▸ **Aim of the task**
Search the entries below for the word "Sets" and copy each line that has it.

[Stored data]
————

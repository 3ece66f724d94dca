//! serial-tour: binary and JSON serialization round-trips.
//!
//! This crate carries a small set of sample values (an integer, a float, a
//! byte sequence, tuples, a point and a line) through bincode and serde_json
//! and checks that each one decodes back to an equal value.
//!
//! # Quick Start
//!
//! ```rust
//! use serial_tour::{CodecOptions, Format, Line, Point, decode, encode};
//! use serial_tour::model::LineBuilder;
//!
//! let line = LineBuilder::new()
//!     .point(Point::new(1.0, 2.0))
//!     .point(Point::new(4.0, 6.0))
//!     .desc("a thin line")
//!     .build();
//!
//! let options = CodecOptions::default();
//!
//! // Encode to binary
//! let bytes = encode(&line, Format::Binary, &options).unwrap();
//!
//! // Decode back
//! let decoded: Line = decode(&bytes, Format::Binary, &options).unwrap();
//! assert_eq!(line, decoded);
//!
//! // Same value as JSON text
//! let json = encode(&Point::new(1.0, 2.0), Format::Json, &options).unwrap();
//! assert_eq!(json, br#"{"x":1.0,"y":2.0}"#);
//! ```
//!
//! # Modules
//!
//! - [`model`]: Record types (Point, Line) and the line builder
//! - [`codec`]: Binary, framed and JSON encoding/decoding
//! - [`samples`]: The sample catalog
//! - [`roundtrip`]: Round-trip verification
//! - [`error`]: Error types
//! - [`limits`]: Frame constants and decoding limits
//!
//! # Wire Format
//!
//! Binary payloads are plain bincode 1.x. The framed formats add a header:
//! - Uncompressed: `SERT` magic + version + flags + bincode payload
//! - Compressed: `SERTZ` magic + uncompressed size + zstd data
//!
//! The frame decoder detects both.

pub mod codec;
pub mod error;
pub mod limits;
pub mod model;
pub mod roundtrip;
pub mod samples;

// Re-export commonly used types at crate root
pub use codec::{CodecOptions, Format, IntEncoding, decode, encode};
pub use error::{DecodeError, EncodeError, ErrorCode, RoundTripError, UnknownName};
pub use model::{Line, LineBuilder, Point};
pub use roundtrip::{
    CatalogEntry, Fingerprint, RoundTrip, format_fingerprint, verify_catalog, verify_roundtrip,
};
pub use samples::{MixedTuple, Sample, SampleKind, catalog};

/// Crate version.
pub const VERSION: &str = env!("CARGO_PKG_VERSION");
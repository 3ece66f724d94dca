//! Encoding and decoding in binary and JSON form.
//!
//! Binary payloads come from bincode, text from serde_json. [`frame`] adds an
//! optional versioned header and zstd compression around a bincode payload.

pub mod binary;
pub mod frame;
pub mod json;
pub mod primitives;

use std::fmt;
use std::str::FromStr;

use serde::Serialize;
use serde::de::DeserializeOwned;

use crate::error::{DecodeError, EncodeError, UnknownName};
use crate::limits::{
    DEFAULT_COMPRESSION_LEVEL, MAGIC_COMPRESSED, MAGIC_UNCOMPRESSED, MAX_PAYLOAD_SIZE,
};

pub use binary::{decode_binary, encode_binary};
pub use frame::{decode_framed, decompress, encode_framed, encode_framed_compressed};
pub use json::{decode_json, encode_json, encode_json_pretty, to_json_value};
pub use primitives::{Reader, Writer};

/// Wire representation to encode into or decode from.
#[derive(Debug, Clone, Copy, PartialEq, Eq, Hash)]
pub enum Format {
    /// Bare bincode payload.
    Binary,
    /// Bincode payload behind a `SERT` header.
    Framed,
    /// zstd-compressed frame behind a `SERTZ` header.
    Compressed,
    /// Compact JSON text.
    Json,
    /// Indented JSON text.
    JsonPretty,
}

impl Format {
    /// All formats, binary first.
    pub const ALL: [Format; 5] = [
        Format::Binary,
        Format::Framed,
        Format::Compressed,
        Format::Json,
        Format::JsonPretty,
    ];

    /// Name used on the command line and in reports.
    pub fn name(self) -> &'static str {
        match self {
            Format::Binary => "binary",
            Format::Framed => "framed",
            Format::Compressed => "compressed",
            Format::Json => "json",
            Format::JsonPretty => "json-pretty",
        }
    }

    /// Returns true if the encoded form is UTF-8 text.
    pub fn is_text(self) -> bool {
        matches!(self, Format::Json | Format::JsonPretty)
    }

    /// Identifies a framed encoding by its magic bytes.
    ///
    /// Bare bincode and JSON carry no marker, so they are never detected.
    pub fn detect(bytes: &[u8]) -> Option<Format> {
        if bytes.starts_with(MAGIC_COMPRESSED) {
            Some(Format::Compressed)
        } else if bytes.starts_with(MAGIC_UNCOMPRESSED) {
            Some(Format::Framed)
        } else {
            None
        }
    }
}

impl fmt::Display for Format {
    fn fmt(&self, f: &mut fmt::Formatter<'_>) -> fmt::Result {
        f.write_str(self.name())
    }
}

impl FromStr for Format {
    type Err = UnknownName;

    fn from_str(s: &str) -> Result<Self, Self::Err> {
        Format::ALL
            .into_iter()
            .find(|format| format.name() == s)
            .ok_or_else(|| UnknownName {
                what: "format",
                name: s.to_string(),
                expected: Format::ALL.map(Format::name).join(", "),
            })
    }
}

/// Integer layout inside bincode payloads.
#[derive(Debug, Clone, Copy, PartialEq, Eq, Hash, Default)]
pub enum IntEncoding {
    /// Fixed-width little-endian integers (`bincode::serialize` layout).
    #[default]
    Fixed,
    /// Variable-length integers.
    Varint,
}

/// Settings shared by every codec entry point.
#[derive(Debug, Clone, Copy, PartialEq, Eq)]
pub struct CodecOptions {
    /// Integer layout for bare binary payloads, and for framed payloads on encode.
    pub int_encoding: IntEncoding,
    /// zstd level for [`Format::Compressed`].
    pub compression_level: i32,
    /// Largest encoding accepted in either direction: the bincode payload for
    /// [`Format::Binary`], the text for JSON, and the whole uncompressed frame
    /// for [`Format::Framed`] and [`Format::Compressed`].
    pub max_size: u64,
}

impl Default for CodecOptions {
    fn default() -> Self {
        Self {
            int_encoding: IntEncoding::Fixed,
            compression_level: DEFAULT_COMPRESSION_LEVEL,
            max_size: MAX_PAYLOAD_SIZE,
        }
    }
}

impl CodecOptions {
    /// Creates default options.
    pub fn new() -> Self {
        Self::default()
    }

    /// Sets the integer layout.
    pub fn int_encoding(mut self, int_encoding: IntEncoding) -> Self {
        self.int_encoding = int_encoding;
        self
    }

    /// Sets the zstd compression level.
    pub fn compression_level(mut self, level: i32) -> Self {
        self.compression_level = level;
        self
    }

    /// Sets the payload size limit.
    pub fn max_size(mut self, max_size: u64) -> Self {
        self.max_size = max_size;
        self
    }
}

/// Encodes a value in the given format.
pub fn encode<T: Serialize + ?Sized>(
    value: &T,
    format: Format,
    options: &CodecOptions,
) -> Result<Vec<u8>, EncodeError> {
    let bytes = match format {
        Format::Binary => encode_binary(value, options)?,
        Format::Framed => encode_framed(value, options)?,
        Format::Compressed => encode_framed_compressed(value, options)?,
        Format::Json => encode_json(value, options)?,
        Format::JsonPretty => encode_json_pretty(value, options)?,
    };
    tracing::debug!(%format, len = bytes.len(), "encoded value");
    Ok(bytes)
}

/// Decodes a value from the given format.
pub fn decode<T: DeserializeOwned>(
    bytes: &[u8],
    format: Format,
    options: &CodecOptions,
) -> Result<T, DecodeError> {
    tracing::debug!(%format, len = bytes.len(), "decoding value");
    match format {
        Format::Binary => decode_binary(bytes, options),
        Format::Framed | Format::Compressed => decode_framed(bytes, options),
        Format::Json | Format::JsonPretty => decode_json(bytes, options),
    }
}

————

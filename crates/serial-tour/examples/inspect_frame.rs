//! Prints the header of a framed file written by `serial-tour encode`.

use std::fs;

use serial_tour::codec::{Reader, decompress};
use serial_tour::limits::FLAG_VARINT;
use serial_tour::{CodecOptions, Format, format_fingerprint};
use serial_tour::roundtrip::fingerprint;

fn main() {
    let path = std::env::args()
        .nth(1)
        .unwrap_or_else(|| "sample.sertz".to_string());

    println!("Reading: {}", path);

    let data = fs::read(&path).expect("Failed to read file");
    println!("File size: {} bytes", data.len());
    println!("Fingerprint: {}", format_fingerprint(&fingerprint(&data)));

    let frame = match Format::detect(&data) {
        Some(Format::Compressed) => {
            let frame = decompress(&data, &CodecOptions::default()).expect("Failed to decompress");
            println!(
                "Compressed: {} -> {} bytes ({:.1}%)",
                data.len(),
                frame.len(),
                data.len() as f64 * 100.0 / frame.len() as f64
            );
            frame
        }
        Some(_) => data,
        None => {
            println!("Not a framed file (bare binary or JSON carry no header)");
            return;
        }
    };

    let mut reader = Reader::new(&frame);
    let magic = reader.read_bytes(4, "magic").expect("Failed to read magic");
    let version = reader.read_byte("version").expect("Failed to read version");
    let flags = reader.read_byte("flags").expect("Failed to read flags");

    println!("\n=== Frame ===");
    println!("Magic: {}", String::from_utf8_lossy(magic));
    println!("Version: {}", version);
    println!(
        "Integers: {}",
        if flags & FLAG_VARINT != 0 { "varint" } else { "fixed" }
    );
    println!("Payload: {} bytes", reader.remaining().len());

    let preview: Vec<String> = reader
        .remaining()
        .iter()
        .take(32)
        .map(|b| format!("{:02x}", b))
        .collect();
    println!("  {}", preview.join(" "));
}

————

▸ **Expected output**
    /// Sets the integer layout.
    /// Sets the zstd compression level.
    /// Sets the payload size limit.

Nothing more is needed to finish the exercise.